The ideas call for tighter affordability checks on clients, new online stake limits ranging from 2 to 15 pounds, and a new statutory tax on betting companies to pay for problem gambler research, education, and treatment.
“A flutter is one thing, unchecked addiction is another; so today we are bringing our pre-smartphone regulations into the present day with a gambling White Paper (policy document) for the digital age,” said Lucy Frazer, Secretary of State for Culture, Media, and Sport, in a statement to parliament.
On the amount of the charge and its composition, the government declared that it will consult.
The changes would give gambling authorities the authority to shut down unauthorized operators and unlawful betting sites. Additionally, they plan to create stronger safeguards for players under the age of 25 and restrict bonus offerings like free bets and spins.
Charity Gambling with Lives, a campaign organization that helps families who have lost loved ones to gambling-related suicide, praised the modifications but felt they might be improved upon.
All gambling advertising was to be banned, and checks on affordability were to be made at 100 pounds in monthly losses.
The government’s plan calls for the most thorough tests to begin operating at a net loss of 1,000 pounds within 24 hours or 2,000 pounds within 90 days.
Gambling with Lives co-founder Liz Ritchie, who lost her son Jack to gambling-related suicide, stated, “We’ve won concessions on some of the key areas, but so much more needs to happen to reduce the horrendous harm caused by one of the most loosely regulated gambling industries in the world.”
Since the 2005 Gambling Act, the 14 billion pound business has undergone the most transformation thanks to the changes. Since then, with the exponential growth of internet betting, habits have altered substantially.

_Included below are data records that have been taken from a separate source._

//! Ignore rules for sync and watch.
//!
//! Patterns come from `.devloopignore` when present, otherwise from
//! `.gitignore`, using gitignore syntax (negation included). `.git/` and the
//! `.devloop/` state directory are always ignored.

use crate::config::STATE_DIR;
use ignore::gitignore::{Gitignore, GitignoreBuilder};
use std::path::{Path, PathBuf};
use thiserror::Error;

/// Project-specific ignore file, preferred over `.gitignore`.
pub const IGNORE_FILE: &str = ".devloopignore";

pub const GITIGNORE_FILE: &str = ".gitignore";

#[derive(Debug, Error)]
pub enum IgnoreError {
    #[error("failed to read {path}: {source}")]
    Read {
        path: PathBuf,
        #[source]
        source: std::io::Error,
    },

    #[error("invalid ignore pattern '{pattern}': {source}")]
    Pattern {
        pattern: String,
        #[source]
        source: ignore::Error,
    },
}

/// Compiled ignore matcher for one project root.
#[derive(Debug, Clone)]
pub struct IgnoreRules {
    matcher: Gitignore,
    source: Option<PathBuf>,
    patterns: Vec<String>,
}

impl IgnoreRules {
    /// Load rules for `root` from `.devloopignore` or `.gitignore`.
    pub fn load(root: &Path) -> Result<Self, IgnoreError> {
        let source = [IGNORE_FILE, GITIGNORE_FILE]
            .iter()
            .map(|name| root.join(name))
            .find(|p| p.is_file());

        let patterns = match &source {
            Some(path) => parse_ignore_file(path)?,
            None => Vec::new(),
        };
        let mut rules = Self::from_patterns(root, &patterns)?;
        rules.source = source;
        Ok(rules)
    }

    /// Build rules from explicit patterns plus the built-in ones.
    pub fn from_patterns<S: AsRef<str>>(root: &Path, patterns: &[S]) -> Result<Self, IgnoreError> {
        let mut builder = GitignoreBuilder::new(root);
        let builtin = [".git/".to_string(), format!("{STATE_DIR}/")];
        let all: Vec<String> = builtin
            .into_iter()
            .chain(patterns.iter().map(|p| p.as_ref().to_string()))
            .collect();
        for pattern in &all {
            builder
                .add_line(None, pattern)
                .map_err(|source| IgnoreError::Pattern {
                    pattern: pattern.clone(),
                    source,
                })?;
        }
        let matcher = builder.build().map_err(|source| IgnoreError::Pattern {
            pattern: all.join(", "),
            source,
        })?;
        Ok(Self {
            matcher,
            source: None,
            patterns: all,
        })
    }

    /// True if `relative_path` (or any parent directory) is ignored.
    pub fn is_ignored(&self, relative_path: &str, is_dir: bool) -> bool {
        let path = Path::new(relative_path);
        if path.has_root() || relative_path.is_empty() {
            return false;
        }
        self.matcher
            .matched_path_or_any_parents(path, is_dir)
            .is_ignore()
    }

    /// File the rules were read from, if any.
    pub fn source(&self) -> Option<&Path> {
        self.source.as_deref()
    }

    pub fn patterns(&self) -> &[String] {
        &self.patterns
    }
}

/// Read an ignore file, dropping blank lines and comments.
pub fn parse_ignore_file(path: &Path) -> Result<Vec<String>, IgnoreError> {
    let content = std::fs::read_to_string(path).map_err(|source| IgnoreError::Read {
        path: path.to_path_buf(),
        source,
    })?;
    Ok(parse_ignore_content(&content))
}

pub fn parse_ignore_content(content: &str) -> Vec<String> {
    content
        .lines()
        .map(str::trim)
        .filter(|line| !line.is_empty() && !line.starts_with('#'))
        .map(str::to_string)
        .collect()
}

#[cfg(test)]
mod tests {
    use super::*;
    use tempfile::TempDir;

    #[test]
    fn test_parse_ignore_content_skips_comments() {
        let patterns = parse_ignore_content("# deps\nnode_modules/\n\n  *.log  \n");
        assert_eq!(patterns, vec!["node_modules/", "*.log"]);
    }

    #[test]
    fn test_builtin_rules_always_apply() {
        let dir = TempDir::new().unwrap();
        let rules = IgnoreRules::load(dir.path()).unwrap();
        assert!(rules.is_ignored(".git/HEAD", false));
        assert!(rules.is_ignored(".devloop/file-index.json", false));
        assert!(rules.is_ignored(".devloop", true));
        assert!(!rules.is_ignored("src/main.rs", false));
        assert!(rules.source().is_none());
    }

    #[test]
    fn test_devloopignore_preferred_over_gitignore() {
        let dir = TempDir::new().unwrap();
        std::fs::write(dir.path().join(".gitignore"), "*.txt\n").unwrap();
        std::fs::write(dir.path().join(IGNORE_FILE), "*.log\n").unwrap();

        let rules = IgnoreRules::load(dir.path()).unwrap();
        assert!(rules.is_ignored("debug.log", false));
        assert!(!rules.is_ignored("notes.txt", false));
        assert_eq!(rules.source(), Some(dir.path().join(IGNORE_FILE).as_path()));
    }

    #[test]
    fn test_gitignore_used_as_fallback() {
        let dir = TempDir::new().unwrap();
        std::fs::write(dir.path().join(".gitignore"), "node_modules/\n").unwrap();

        let rules = IgnoreRules::load(dir.path()).unwrap();
        assert!(rules.is_ignored("node_modules/express/index.js", false));
        assert!(!rules.is_ignored("src/node_modules.rs", false));
    }

    #[test]
    fn test_negation_reincludes_file() {
        let dir = TempDir::new().unwrap();
        let rules = IgnoreRules::from_patterns(dir.path(), &["*.env", "!keep.env"]).unwrap();
        assert!(rules.is_ignored("secret.env", false));
        assert!(!rules.is_ignored("keep.env", false));
    }
}
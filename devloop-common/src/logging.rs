//! Diagnostic logging setup.
//!
//! Diagnostics go through `tracing` to stderr (pretty or JSON) and optionally
//! to a log file. User-facing status markers are printed separately on
//! stdout and never depend on the configured level.

use crate::config::EnvParser;
use std::path::PathBuf;
use thiserror::Error;
use tracing_appender::non_blocking::WorkerGuard;
use tracing_subscriber::prelude::*;
use tracing_subscriber::{EnvFilter, fmt};

/// Output format for diagnostic logs.
#[derive(Debug, Clone, Copy, PartialEq, Eq)]
pub enum LogFormat {
    Pretty,
    Json,
}

#[derive(Debug, Error)]
pub enum LoggingError {
    #[error("invalid log filter '{filter}': {message}")]
    Filter { filter: String, message: String },

    #[error("failed to open log file {path}: {source}")]
    File {
        path: PathBuf,
        #[source]
        source: std::io::Error,
    },

    #[error("a global tracing subscriber is already installed")]
    AlreadyInitialized,
}

/// Logging configuration resolved from `DEVLOOP_LOG*` variables.
#[derive(Debug, Clone)]
pub struct LogConfig {
    pub level: String,
    pub format: LogFormat,
    pub file: Option<PathBuf>,
    pub stderr: bool,
}

impl LogConfig {
    /// Build from `DEVLOOP_LOG`, `DEVLOOP_LOG_FORMAT` and `DEVLOOP_LOG_FILE`.
    ///
    /// Invalid values fall back to defaults; they must never stop the tool.
    pub fn from_env(default_level: &str) -> Self {
        let mut parser = EnvParser::new();
        let level = parser.get_log_level("LOG", default_level).into_inner();
        let format = match parser
            .get_string("LOG_FORMAT", "pretty")
            .into_inner()
            .to_lowercase()
            .as_str()
        {
            "json" => LogFormat::Json,
            _ => LogFormat::Pretty,
        };
        let file = parser
            .get_optional_string("LOG_FILE")
            .into_inner()
            .map(PathBuf::from);

        Self {
            level,
            format,
            file,
            stderr: false,
        }
    }

    #[must_use]
    pub fn with_stderr(mut self) -> Self {
        self.stderr = true;
        self
    }

    #[must_use]
    pub fn with_level(mut self, level: &str) -> Self {
        self.level = level.to_string();
        self
    }

    /// Filter directive applied to devloop crates; other crates stay at warn.
    pub fn filter_directive(&self) -> String {
        format!(
            "warn,devloop={level},devloop_common={level}",
            level = self.level
        )
    }
}

/// Keeps non-blocking writers flushed until dropped.
#[derive(Default)]
pub struct LoggingGuards {
    _guards: Vec<WorkerGuard>,
}

/// Install the global subscriber described by `config`.
pub fn init_logging(config: &LogConfig) -> Result<LoggingGuards, LoggingError> {
    let directive = config.filter_directive();
    let filter = EnvFilter::try_new(&directive).map_err(|e| LoggingError::Filter {
        filter: directive.clone(),
        message: e.to_string(),
    })?;

    let mut guards = Vec::new();

    let stderr_layer = config.stderr.then(|| {
        let layer = fmt::layer().with_writer(std::io::stderr).with_target(false);
        match config.format {
            LogFormat::Json => layer.json().boxed(),
            LogFormat::Pretty => layer.compact().boxed(),
        }
    });

    let file_layer = match &config.file {
        Some(path) => {
            if let Some(parent) = path.parent().filter(|p| !p.as_os_str().is_empty()) {
                std::fs::create_dir_all(parent).map_err(|source| LoggingError::File {
                    path: path.clone(),
                    source,
                })?;
            }
            let file = std::fs::OpenOptions::new()
                .create(true)
                .append(true)
                .open(path)
                .map_err(|source| LoggingError::File {
                    path: path.clone(),
                    source,
                })?;
            let (writer, guard) = tracing_appender::non_blocking(file);
            guards.push(guard);
            Some(
                fmt::layer()
                    .json()
                    .with_writer(writer)
                    .with_current_span(true)
                    .boxed(),
            )
        }
        None => None,
    };

    tracing_subscriber::registry()
        .with(filter)
        .with(stderr_layer)
        .with(file_layer)
        .try_init()
        .map_err(|_| LoggingError::AlreadyInitialized)?;

    Ok(LoggingGuards { _guards: guards })
}

#[cfg(test)]
#[allow(unsafe_code)]
mod tests {
    use super::*;
    use crate::config::env_test_lock;

    fn clear() {
        for var in ["DEVLOOP_LOG", "DEVLOOP_LOG_FORMAT", "DEVLOOP_LOG_FILE"] {
            // SAFETY: Tests are serialized via env_test_lock
            unsafe { std::env::remove_var(var) };
        }
    }

    #[test]
    fn test_from_env_defaults() {
        let _guard = env_test_lock();
        clear();

        let config = LogConfig::from_env("warn");
        assert_eq!(config.level, "warn");
        assert_eq!(config.format, LogFormat::Pretty);
        assert!(config.file.is_none());
        assert!(!config.stderr);
    }

    #[test]
    fn test_from_env_reads_variables() {
        let _guard = env_test_lock();
        clear();
        // SAFETY: Tests are serialized via env_test_lock
        unsafe {
            std::env::set_var("DEVLOOP_LOG", "TRACE");
            std::env::set_var("DEVLOOP_LOG_FORMAT", "json");
            std::env::set_var("DEVLOOP_LOG_FILE", "/tmp/devloop-test.log");
        }

        let config = LogConfig::from_env("warn").with_stderr();
        assert_eq!(config.level, "trace");
        assert_eq!(config.format, LogFormat::Json);
        assert_eq!(
            config.file.as_deref(),
            Some(std::path::Path::new("/tmp/devloop-test.log"))
        );
        assert!(config.stderr);

        clear();
    }

    #[test]
    fn test_with_level_overrides_and_builds_directive() {
        let _guard = env_test_lock();
        clear();

        let config = LogConfig::from_env("warn").with_level("debug");
        assert_eq!(
            config.filter_directive(),
            "warn,devloop=debug,devloop_common=debug"
        );
        assert!(EnvFilter::try_new(config.filter_directive()).is_ok());
    }
}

That transition was accelerated by COVID-19 lockdowns, which led to significantly larger profits for gambling businesses like Entain (ENT.L), the owner of the Ladbrokes and Coral brands, and Flutter Entertainment (FLTRF.L), a Dublin-based business that operates Paddy Power and Betfair.
Two of the biggest gambling businesses in the world, Entain and Flutter, praised the ideas and stated they would carefully consider them.
The government said that it would also assist the more established “land-based” gambling industry, including casinos and arcades, by relaxing what it called “overly restrictive” restrictions so they could add additional gaming machines.
Stuart Andrew, the minister of gambling, stated that the government intended to implement the amendments by the summer of the next year, although the opposition Labour Party pushed the government to pass legislation before parliament breaks for the summer in July.
Campaign groups believe that up to 1.4 million people in Britain are gambling addicts, with 500 people in England alone taking their own lives each year as a result of their addiction. The government estimates that there are about 300,000 problem gamblers in the country.
The William Hill group, which is controlled by online gaming business 888 (888.L), received a record 19.2 million pound penalties from the Gambling Commission as a result of problematic practices in the gambling industry.